There are still the six descendants of the human Lords from the war, though a handful of Nortak raiders, that fled the horrors of the plague so long ago, claim their chieftain is in Quatropolis now and has a Zenian double-handed blade with him that proves his heritage. They are searching the city far and wide for their fearless leader, who ingloriously got defeated by an effort of the Turil navy to decrease the amount of raids on their coastal fiefs. When they find him they intend to reclaim the land they had abandoned so many years ago. The other lords have mixed feeling about this. On the one hand they welcome back their lost brethren, but on the other hand, it would be a governmental disaster to allow these uncivilized men to rule such well organized fiefs. They wouldn't understand modern politics and neither would they try to adapt to modern Zenian culture, seeing as how they claim leadership by waving a big metal heirloom in their faces. Either way, this chieftain has to be found and dealt with carefully, before he causes any trouble for the city. Perhaps they could rule a fief in the south-west of Zenia, far away from any major ports. Somewhere where they could do the least possible damage.

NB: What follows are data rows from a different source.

//! The running search form.
//!
//! A [`SearchSession`] owns one spawned task that drives a
//! [`FieldCombinator`] and a [`SearchOrchestrator`]. Handlers queue field
//! events onto an unbounded channel. The task processes them in order,
//! fires debounce deadlines, and awaits at most one search at a time.
//! Everything the task owns is touched only from that task.
//!
//! # Switch-to-latest
//!
//! Starting a search replaces the in-flight future, which drops it and
//! cancels the underlying HTTP request. The orchestrator's generation guard
//! backs this up: an outcome that is not for the current generation is
//! never committed.
//!
//! # Teardown
//!
//! State is published through `watch` channels behind a gate. After
//! [`shutdown`](SearchSession::shutdown) returns (or the session is
//! dropped), no further state change is published, even if the task was
//! mid-poll on another worker thread.

use crate::api::NewsApi;
use crate::combinator::{FieldCombinator, FieldEvent};
use crate::config::SearchConfig;
use crate::error::SearchError;
use crate::models::{Language, SearchFilters, SearchResult, SortBy};
use crate::orchestrator::{SearchOrchestrator, SearchState};
use chrono::NaiveDate;
use futures::FutureExt;
use futures::future::{BoxFuture, OptionFuture};
use std::sync::{Arc, Mutex, PoisonError};
use tokio::sync::{mpsc, watch};
use tokio::task::JoinHandle;
use tokio::time::{Instant, sleep_until};
use tracing::{debug, info};

#[derive(Debug)]
enum Input {
    Field(FieldEvent),
    SearchNow,
    Clear,
}

type InFlight = BoxFuture<'static, (u64, Result<SearchResult, SearchError>)>;

/// Publication side of the state, guarded by the teardown gate.
struct Outlet {
    closed: Arc<Mutex<bool>>,
    state: watch::Sender<SearchState>,
    filters: watch::Sender<SearchFilters>,
}

impl Outlet {
    fn is_closed(&self) -> bool {
        *self.closed.lock().unwrap_or_else(PoisonError::into_inner)
    }

    fn publish(&self, state: &SearchState, filters: &SearchFilters) {
        let closed = self.closed.lock().unwrap_or_else(PoisonError::into_inner);
        if *closed {
            return;
        }
        self.state.send_if_modified(|current| {
            if current != state {
                *current = state.clone();
                true
            } else {
                false
            }
        });
        self.filters.send_if_modified(|current| {
            if current != filters {
                *current = filters.clone();
                true
            } else {
                false
            }
        });
    }
}

struct Worker<C> {
    combinator: FieldCombinator,
    orchestrator: SearchOrchestrator<C>,
    outlet: Outlet,
}

impl<C: NewsApi> Worker<C> {
    async fn run(mut self, mut inputs: mpsc::UnboundedReceiver<Input>) {
        let mut in_flight: Option<InFlight> = None;

        loop {
            let deadline = self.combinator.deadline();
            tokio::select! {
                input = inputs.recv() => {
                    let Some(input) = input else {
                        debug!("Session handle dropped; worker exiting");
                        break;
                    };
                    self.handle(input, &mut in_flight);
                }
                _ = sleep_until(deadline.unwrap_or_else(Instant::now)), if deadline.is_some() => {
                    if let Some(snapshot) = self.combinator.poll_due(Instant::now()) {
                        self.start(snapshot, &mut in_flight);
                    }
                }
                Some((generation, outcome)) = OptionFuture::from(in_flight.as_mut()), if in_flight.is_some() => {
                    in_flight = None;
                    self.orchestrator.complete(generation, outcome);
                }
            }
            self.outlet
                .publish(self.orchestrator.state(), self.combinator.form());
        }
    }

    fn handle(&mut self, input: Input, in_flight: &mut Option<InFlight>) {
        match input {
            Input::Field(event) => {
                if let Some(snapshot) = self.combinator.apply(event, Instant::now()) {
                    self.start(snapshot, in_flight);
                }
            }
            Input::SearchNow => {
                if let Some(snapshot) = self.combinator.flush() {
                    self.start(snapshot, in_flight);
                }
            }
            Input::Clear => {
                self.combinator.reset();
                self.orchestrator.clear();
                if in_flight.take().is_some() {
                    debug!("Cancelled in-flight search on clear");
                }
            }
        }
    }

    fn start(&mut self, snapshot: SearchFilters, in_flight: &mut Option<InFlight>) {
        // shutdown may land while this task is mid-poll on another thread
        if self.outlet.is_closed() {
            debug!("Session closed; search not started");
            return;
        }
        let Some(pending) = self.orchestrator.begin(&snapshot) else {
            return;
        };
        if in_flight.is_some() {
            debug!(generation = pending.generation, "Cancelling superseded search");
        }
        let client = self.orchestrator.client();
        let generation = pending.generation;
        // replacing the slot drops the superseded future
        *in_flight = Some(
            async move {
                let outcome = client.search(&pending.request).await;
                (generation, outcome)
            }
            .boxed(),
        );
    }
}

/// Handle to a running search form.
///
/// Must be created inside a tokio runtime.
pub struct SearchSession {
    inputs: mpsc::UnboundedSender<Input>,
    state: watch::Receiver<SearchState>,
    filters: watch::Receiver<SearchFilters>,
    closed: Arc<Mutex<bool>>,
    task: Option<JoinHandle<()>>,
}

impl SearchSession {
    /// Spawn the worker task and return its handle.
    ///
    /// # Arguments
    ///
    /// * `client` - The [`NewsApi`] used for every search of this session
    /// * `config` - Supplies the keyword debounce
    pub fn spawn<C: NewsApi>(client: C, config: &SearchConfig) -> Self {
        let (inputs_tx, inputs_rx) = mpsc::unbounded_channel();
        let (state_tx, state_rx) = watch::channel(SearchState::default());
        let (filters_tx, filters_rx) = watch::channel(SearchFilters::default());
        let closed = Arc::new(Mutex::new(false));

        let worker = Worker {
            combinator: FieldCombinator::new(config.debounce()),
            orchestrator: SearchOrchestrator::new(client),
            outlet: Outlet {
                closed: Arc::clone(&closed),
                state: state_tx,
                filters: filters_tx,
            },
        };
        let task = tokio::spawn(worker.run(inputs_rx));
        info!(debounce_ms = config.debounce_ms, "Search session started");

        Self {
            inputs: inputs_tx,
            state: state_rx,
            filters: filters_rx,
            closed,
            task: Some(task),
        }
    }

    /// Keyword text changed. Searched once it has been stable for the
    /// debounce interval and differs from the last searched keyword.
    pub fn on_keyword_input(&self, value: impl Into<String>) {
        self.send(Input::Field(FieldEvent::Keyword(value.into())));
    }

    /// Language picked. Searches immediately if the keyword is non-blank;
    /// the same holds for the other non-keyword fields below.
    pub fn on_language_changed(&self, language: Language) {
        self.send(Input::Field(FieldEvent::Language(language)));
    }

    /// `None` clears the lower date bound.
    pub fn on_date_from_changed(&self, date: Option<NaiveDate>) {
        self.send(Input::Field(FieldEvent::DateFrom(date)));
    }

    /// `None` clears the upper date bound.
    pub fn on_date_to_changed(&self, date: Option<NaiveDate>) {
        self.send(Input::Field(FieldEvent::DateTo(date)));
    }

    pub fn on_sort_by_changed(&self, sort_by: SortBy) {
        self.send(Input::Field(FieldEvent::SortBy(sort_by)));
    }

    /// Search with the form as entered, without waiting for the debounce.
    pub fn search_now(&self) {
        self.send(Input::SearchNow);
    }

    /// Reset every field and the state to defaults. Does not search.
    pub fn clear(&self) {
        self.send(Input::Clear);
    }

    pub fn state(&self) -> SearchState {
        self.state.borrow().clone()
    }

    /// The form as last published by the worker.
    pub fn filters(&self) -> SearchFilters {
        self.filters.borrow().clone()
    }

    /// Receiver notified on every state change.
    pub fn subscribe(&self) -> watch::Receiver<SearchState> {
        self.state.clone()
    }

    pub fn is_closed(&self) -> bool {
        *self.closed.lock().unwrap_or_else(PoisonError::into_inner)
    }

    /// Stop the session: close the publication gate, then abort the task.
    ///
    /// Idempotent. Handlers called afterwards are ignored.
    pub fn shutdown(&mut self) {
        *self.closed.lock().unwrap_or_else(PoisonError::into_inner) = true;
        if let Some(task) = self.task.take() {
            task.abort();
            info!("Search session shut down");
        }
    }

    fn send(&self, input: Input) {
        if self.inputs.send(input).is_err() {
            debug!("Session closed; input dropped");
        }
    }
}

impl Drop for SearchSession {
    fn drop(&mut self) {
        self.shutdown();
    }
}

The dwarfs, Rontra, Nephilim and Sons of Solar in Zenia have retained the same amount of representatives as they had in the war, for it still seems to correspond with their respective races' populations. The greenskins have lost their seat in the federation senate however, because greenskins tend to be unregistered due to the fact that they live as nomads, spread across the southern Zenian plains.

The Stoutfolk at last are only allowed to have an advisory function in the senate, concerning trade, religious matters, matters of law and order, health and magical matters, however they get no say in anything concerning the army or diplomatic relations with other nations. This was all agreed upon in the treaties signed after the war. There are already six chairs filled with prominent stoutfolk immigrants, but none of the stoutfolk nobility, for that too is considered imperial entanglement in Zenian affairs. Only genuinely naturalized stoutfolk may play a part in Zenian politics. You can find more about this subject in the chapter about government.